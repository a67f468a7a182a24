use std::io::IsTerminal;
use owo_colors::OwoColorize;
use serde::Serialize;

use crate::engine::Standings;
use crate::registry::User;
use crate::rules::{BonusKind, Grade, Weekday};

pub const REMOVED_HEADER: &str = "Removed player";
pub const REMOVED_SEPARATOR: &str = "==============";

/// Check if stdout is a TTY (for auto-detecting color support)
pub fn should_use_colors() -> bool {
    std::io::stdout().is_terminal()
}

/// Format one user as "NAME : {name}, POINT : {points}, GRADE : {grade}"
pub fn format_summary(user: &User) -> String {
    format!(
        "NAME : {}, POINT : {}, GRADE : {}",
        user.name(),
        user.points(),
        user.grade()
    )
}

fn format_summary_colored(user: &User) -> String {
    let grade = match user.grade() {
        Grade::Gold => user.grade().yellow().bold().to_string(),
        Grade::Silver => user.grade().bright_white().bold().to_string(),
        Grade::Normal => user.grade().dimmed().to_string(),
    };
    format!(
        "NAME : {}, POINT : {}, GRADE : {}",
        user.name(),
        user.points(),
        grade
    )
}

/// Summary line, with the grade tinted when `use_colors` is set
pub fn format_report_line(user: &User, use_colors: bool) -> String {
    if use_colors {
        format_summary_colored(user)
    } else {
        format_summary(user)
    }
}

/// Names of removed players, in id order
pub fn removed_players(standings: &Standings) -> Vec<&str> {
    standings.removed_players().map(|u| u.name()).collect()
}

/// Removed-player header followed by one name per line
pub fn format_removed(standings: &Standings) -> String {
    let mut lines = vec![REMOVED_HEADER, REMOVED_SEPARATOR];
    lines.extend(removed_players(standings));
    lines.join("\n")
}

/// Full text report: one summary line per user, a blank line, then the removed list.
pub fn format_report(standings: &Standings, use_colors: bool) -> String {
    let mut lines: Vec<String> = standings
        .users()
        .iter()
        .map(|user| format_report_line(user, use_colors))
        .collect();

    lines.push(String::new());
    lines.push(format_removed(standings));
    lines.join("\n")
}

/// Multi-line breakdown of one user (for verbose mode)
pub fn format_user_detail(user: &User) -> String {
    let days = Weekday::ALL
        .iter()
        .map(|day| format!("{}={}", &day.as_str()[..3], user.attendance_on(*day)))
        .collect::<Vec<_>>()
        .join(" ");

    let bonuses = if user.bonuses().is_empty() {
        "none".to_string()
    } else {
        user.bonuses()
            .iter()
            .map(BonusKind::to_string)
            .collect::<Vec<_>>()
            .join(", ")
    };

    format!(
        "  Id: {}\n  Days: {}\n  Wednesday: {}  Weekend: {}\n  Bonuses: {}",
        user.id(),
        days,
        user.wednesday_count(),
        user.weekend_count(),
        bonuses
    )
}

#[derive(Serialize)]
struct JsonUser<'a> {
    id: u32,
    name: &'a str,
    points: u32,
    grade: Grade,
    attendance: &'a [u32],
    wednesday_count: u32,
    weekend_count: u32,
    bonuses: &'a [BonusKind],
}

#[derive(Serialize)]
struct JsonReport<'a> {
    users: Vec<JsonUser<'a>>,
    removed: Vec<&'a str>,
}

/// Format the report as pretty-printed JSON
pub fn format_json(standings: &Standings) -> serde_json::Result<String> {
    let report = JsonReport {
        users: standings
            .users()
            .iter()
            .map(|u| JsonUser {
                id: u.id().get(),
                name: u.name(),
                points: u.points(),
                grade: u.grade(),
                attendance: u.attendance(),
                wednesday_count: u.wednesday_count(),
                weekend_count: u.weekend_count(),
                bonuses: u.bonuses(),
            })
            .collect(),
        removed: removed_players(standings),
    };
    serde_json::to_string_pretty(&report)
}

#[cfg(test)]
mod tests {
    use super::*;
    use crate::engine::AttendanceBook;

    fn sample_standings() -> Standings {
        let mut book = AttendanceBook::default();
        for line in ["user1 monday", "user1 monday", "user2 wednesday", "user3 friday"] {
            book.record_line(line).unwrap();
        }
        book.finalize()
    }

    #[test]
    fn test_format_summary() {
        let standings = sample_standings();
        let user = standings.by_name("user2").unwrap();
        assert_eq!(format_summary(user), "NAME : user2, POINT : 3, GRADE : NORMAL");
    }

    #[test]
    fn test_format_summary_gold() {
        let mut book = AttendanceBook::default();
        for _ in 0..25 {
            book.record("star", "sunday").unwrap();
        }
        let standings = book.finalize();
        let user = standings.by_name("star").unwrap();
        assert_eq!(format_summary(user), "NAME : star, POINT : 60, GRADE : GOLD");
    }

    #[test]
    fn test_format_report_plain() {
        let report = format_report(&sample_standings(), false);
        let expected = "\
NAME : user1, POINT : 2, GRADE : NORMAL
NAME : user2, POINT : 3, GRADE : NORMAL
NAME : user3, POINT : 1, GRADE : NORMAL

Removed player
==============
user1
user3";
        assert_eq!(report, expected);
    }

    #[test]
    fn test_format_report_empty() {
        let standings = AttendanceBook::default().finalize();
        assert_eq!(
            format_report(&standings, false),
            "\nRemoved player\n=============="
        );
    }

    #[test]
    fn test_format_removed() {
        assert_eq!(
            format_removed(&sample_standings()),
            "Removed player\n==============\nuser1\nuser3"
        );
    }

    #[test]
    fn test_plain_report_line_has_no_escapes() {
        let standings = sample_standings();
        let line = format_report_line(standings.by_name("user3").unwrap(), false);
        assert!(!line.contains('\u{1b}'));
        assert_eq!(line, "NAME : user3, POINT : 1, GRADE : NORMAL");
    }

    #[test]
    fn test_colored_line_only_tints_grade() {
        let standings = sample_standings();
        let line = format_report_line(standings.by_name("user1").unwrap(), true);
        assert!(line.starts_with("NAME : user1, POINT : 2, GRADE : \u{1b}["));
        assert!(line.contains("NORMAL"));
    }

    #[test]
    fn test_removed_players() {
        assert_eq!(removed_players(&sample_standings()), vec!["user1", "user3"]);
    }

    #[test]
    fn test_format_user_detail() {
        let standings = sample_standings();
        let detail = format_user_detail(standings.by_name("user1").unwrap());
        assert!(detail.contains("Id: 1"));
        assert!(detail.contains("mon=2 tue=0 wed=0"));
        assert!(detail.contains("Bonuses: none"));
    }

    #[test]
    fn test_format_json() {
        let json = format_json(&sample_standings()).unwrap();
        let value: serde_json::Value = serde_json::from_str(&json).unwrap();

        assert_eq!(value["users"][0]["name"], "user1");
        assert_eq!(value["users"][0]["points"], 2);
        assert_eq!(value["users"][1]["grade"], "NORMAL");
        assert_eq!(value["users"][1]["attendance"][2], 1);
        assert_eq!(value["removed"], serde_json::json!(["user1", "user3"]));
    }
}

> _EXERCISE_:
Go through the data above and repeat all of it exactly.

> _RESPONSE TO THIS EXERCISE_:
repository a67f468a7a182a24
use std::io::IsTerminal;
use owo_colors::OwoColorize;
use serde::Serialize;

use crate::engine::Standings;
use crate::registry::User;
use crate::rules::{BonusKind, Grade, Weekday};

pub const REMOVED_HEADER: &str = "Removed player";
pub const REMOVED_SEPARATOR: &str = "==============";

/// Check if stdout is a TTY (for auto-detecting color support)
pub fn should_use_colors() -> bool {
    std::io::stdout().is_terminal()
}

/// Format one user as "NAME : {name}, POINT : {points}, GRADE : {grade}"
pub fn format_summary(user: &User) -> String {
    format!(
        "NAME : {}, POINT : {}, GRADE : {}",
        user.name(),
        user.points(),
        user.grade()
    )
}

fn format_summary_colored(user: &User) -> String {
    let grade = match user.grade() {
        Grade::Gold => user.grade().yellow().bold().to_string(),
        Grade::Silver => user.grade().bright_white().bold().to_string(),
        Grade::Normal => user.grade().dimmed().to_string(),
    };
    format!(
        "NAME : {}, POINT : {}, GRADE : {}",
        user.name(),
        user.points(),
        grade
    )
}

/// Summary line, with the grade tinted when `use_colors` is set
pub fn format_report_line(user: &User, use_colors: bool) -> String {
    if use_colors {
        format_summary_colored(user)
    } else {
        format_summary(user)
    }
}

/// Names of removed players, in id order
pub fn removed_players(standings: &Standings) -> Vec<&str> {
    standings.removed_players().map(|u| u.name()).collect()
}

/// Removed-player header followed by one name per line
pub fn format_removed(standings: &Standings) -> String {
    let mut lines = vec![REMOVED_HEADER, REMOVED_SEPARATOR];
    lines.extend(removed_players(standings));
    lines.join("\n")
}

/// Full text report: one summary line per user, a blank line, then the removed list.
pub fn format_report(standings: &Standings, use_colors: bool) -> String {
    let mut lines: Vec<String> = standings
        .users()
        .iter()
        .map(|user| format_report_line(user, use_colors))
        .collect();

    lines.push(String::new());
    lines.push(format_removed(standings));
    lines.join("\n")
}

/// Multi-line breakdown of one user (for verbose mode)
pub fn format_user_detail(user: &User) -> String {
    let days = Weekday::ALL
        .iter()
        .map(|day| format!("{}={}", &day.as_str()[..3], user.attendance_on(*day)))
        .collect::<Vec<_>>()
        .join(" ");

    let bonuses = if user.bonuses().is_empty() {
        "none".to_string()
    } else {
        user.bonuses()
            .iter()
            .map(BonusKind::to_string)
            .collect::<Vec<_>>()
            .join(", ")
    };

    format!(
        "  Id: {}\n  Days: {}\n  Wednesday: {}  Weekend: {}\n  Bonuses: {}",
        user.id(),
        days,
        user.wednesday_count(),
        user.weekend_count(),
        bonuses
    )
}

#[derive(Serialize)]
struct JsonUser<'a> {
    id: u32,
    name: &'a str,
    points: u32,
    grade: Grade,
    attendance: &'a [u32],
    wednesday_count: u32,
    weekend_count: u32,
    bonuses: &'a [BonusKind],
}

#[derive(Serialize)]
struct JsonReport<'a> {
    users: Vec<JsonUser<'a>>,
    removed: Vec<&'a str>,
}

/// Format the report as pretty-printed JSON
pub fn format_json(standings: &Standings) -> serde_json::Result<String> {
    let report = JsonReport {
        users: standings
            .users()
            .iter()
            .map(|u| JsonUser {
                id: u.id().get(),
                name: u.name(),
                points: u.points(),
                grade: u.grade(),
                attendance: u.attendance(),
                wednesday_count: u.wednesday_count(),
                weekend_count: u.weekend_count(),
                bonuses: u.bonuses(),
            })
            .collect(),
        removed: removed_players(standings),
    };
    serde_json::to_string_pretty(&report)
}

#[cfg(test)]
mod tests {
    use super::*;
    use crate::engine::AttendanceBook;

    fn sample_standings() -> Standings {
        let mut book = AttendanceBook::default();
        for line in ["user1 monday", "user1 monday", "user2 wednesday", "user3 friday"] {
            book.record_line(line).unwrap();
        }
        book.finalize()
    }

    #[test]
    fn test_format_summary() {
        let standings = sample_standings();
        let user = standings.by_name("user2").unwrap();
        assert_eq!(format_summary(user), "NAME : user2, POINT : 3, GRADE : NORMAL");
    }

    #[test]
    fn test_format_summary_gold() {
        let mut book = AttendanceBook::default();
        for _ in 0..25 {
            book.record("star", "sunday").unwrap();
        }
        let standings = book.finalize();
        let user = standings.by_name("star").unwrap();
        assert_eq!(format_summary(user), "NAME : star, POINT : 60, GRADE : GOLD");
    }

    #[test]
    fn test_format_report_plain() {
        let report = format_report(&sample_standings(), false);
        let expected = "\
NAME : user1, POINT : 2, GRADE : NORMAL
NAME : user2, POINT : 3, GRADE : NORMAL
NAME : user3, POINT : 1, GRADE : NORMAL

Removed player
==============
user1
user3";
        assert_eq!(report, expected);
    }

    #[test]
    fn test_format_report_empty() {
        let standings = AttendanceBook::default().finalize();
        assert_eq!(
            format_report(&standings, false),
            "\nRemoved player\n=============="
        );
    }

    #[test]
    fn test_format_removed() {
        assert_eq!(
            format_removed(&sample_standings()),
            "Removed player\n==============\nuser1\nuser3"
        );
    }

    #[test]
    fn test_plain_report_line_has_no_escapes() {
        let standings = sample_standings();
        let line = format_report_line(standings.by_name("user3").unwrap(), false);
        assert!(!line.contains('\u{1b}'));
        assert_eq!(line, "NAME : user3, POINT : 1, GRADE : NORMAL");
    }

    #[test]
    fn test_colored_line_only_tints_grade() {
        let standings = sample_standings();
        let line = format_report_line(standings.by_name("user1").unwrap(), true);
        assert!(line.starts_with("NAME : user1, POINT : 2, GRADE : \u{1b}["));
        assert!(line.contains("NORMAL"));
    }

    #[test]
    fn test_removed_players() {
        assert_eq!(removed_players(&sample_standings()), vec!["user1", "user3"]);
    }

    #[test]
    fn test_format_user_detail() {
        let standings = sample_standings();
        let detail = format_user_detail(standings.by_name("user1").unwrap());
        assert!(detail.contains("Id: 1"));
        assert!(detail.contains("mon=2 tue=0 wed=0"));
        assert!(detail.contains("Bonuses: none"));
    }

    #[test]
    fn test_format_json() {
        let json = format_json(&sample_standings()).unwrap();
        let value: serde_json::Value = serde_json::from_str(&json).unwrap();

        assert_eq!(value["users"][0]["name"], "user1");
        assert_eq!(value["users"][0]["points"], 2);
        assert_eq!(value["users"][1]["grade"], "NORMAL");
        assert_eq!(value["users"][1]["attendance"][2], 1);
        assert_eq!(value["removed"], serde_json::json!(["user1", "user3"]));
    }
}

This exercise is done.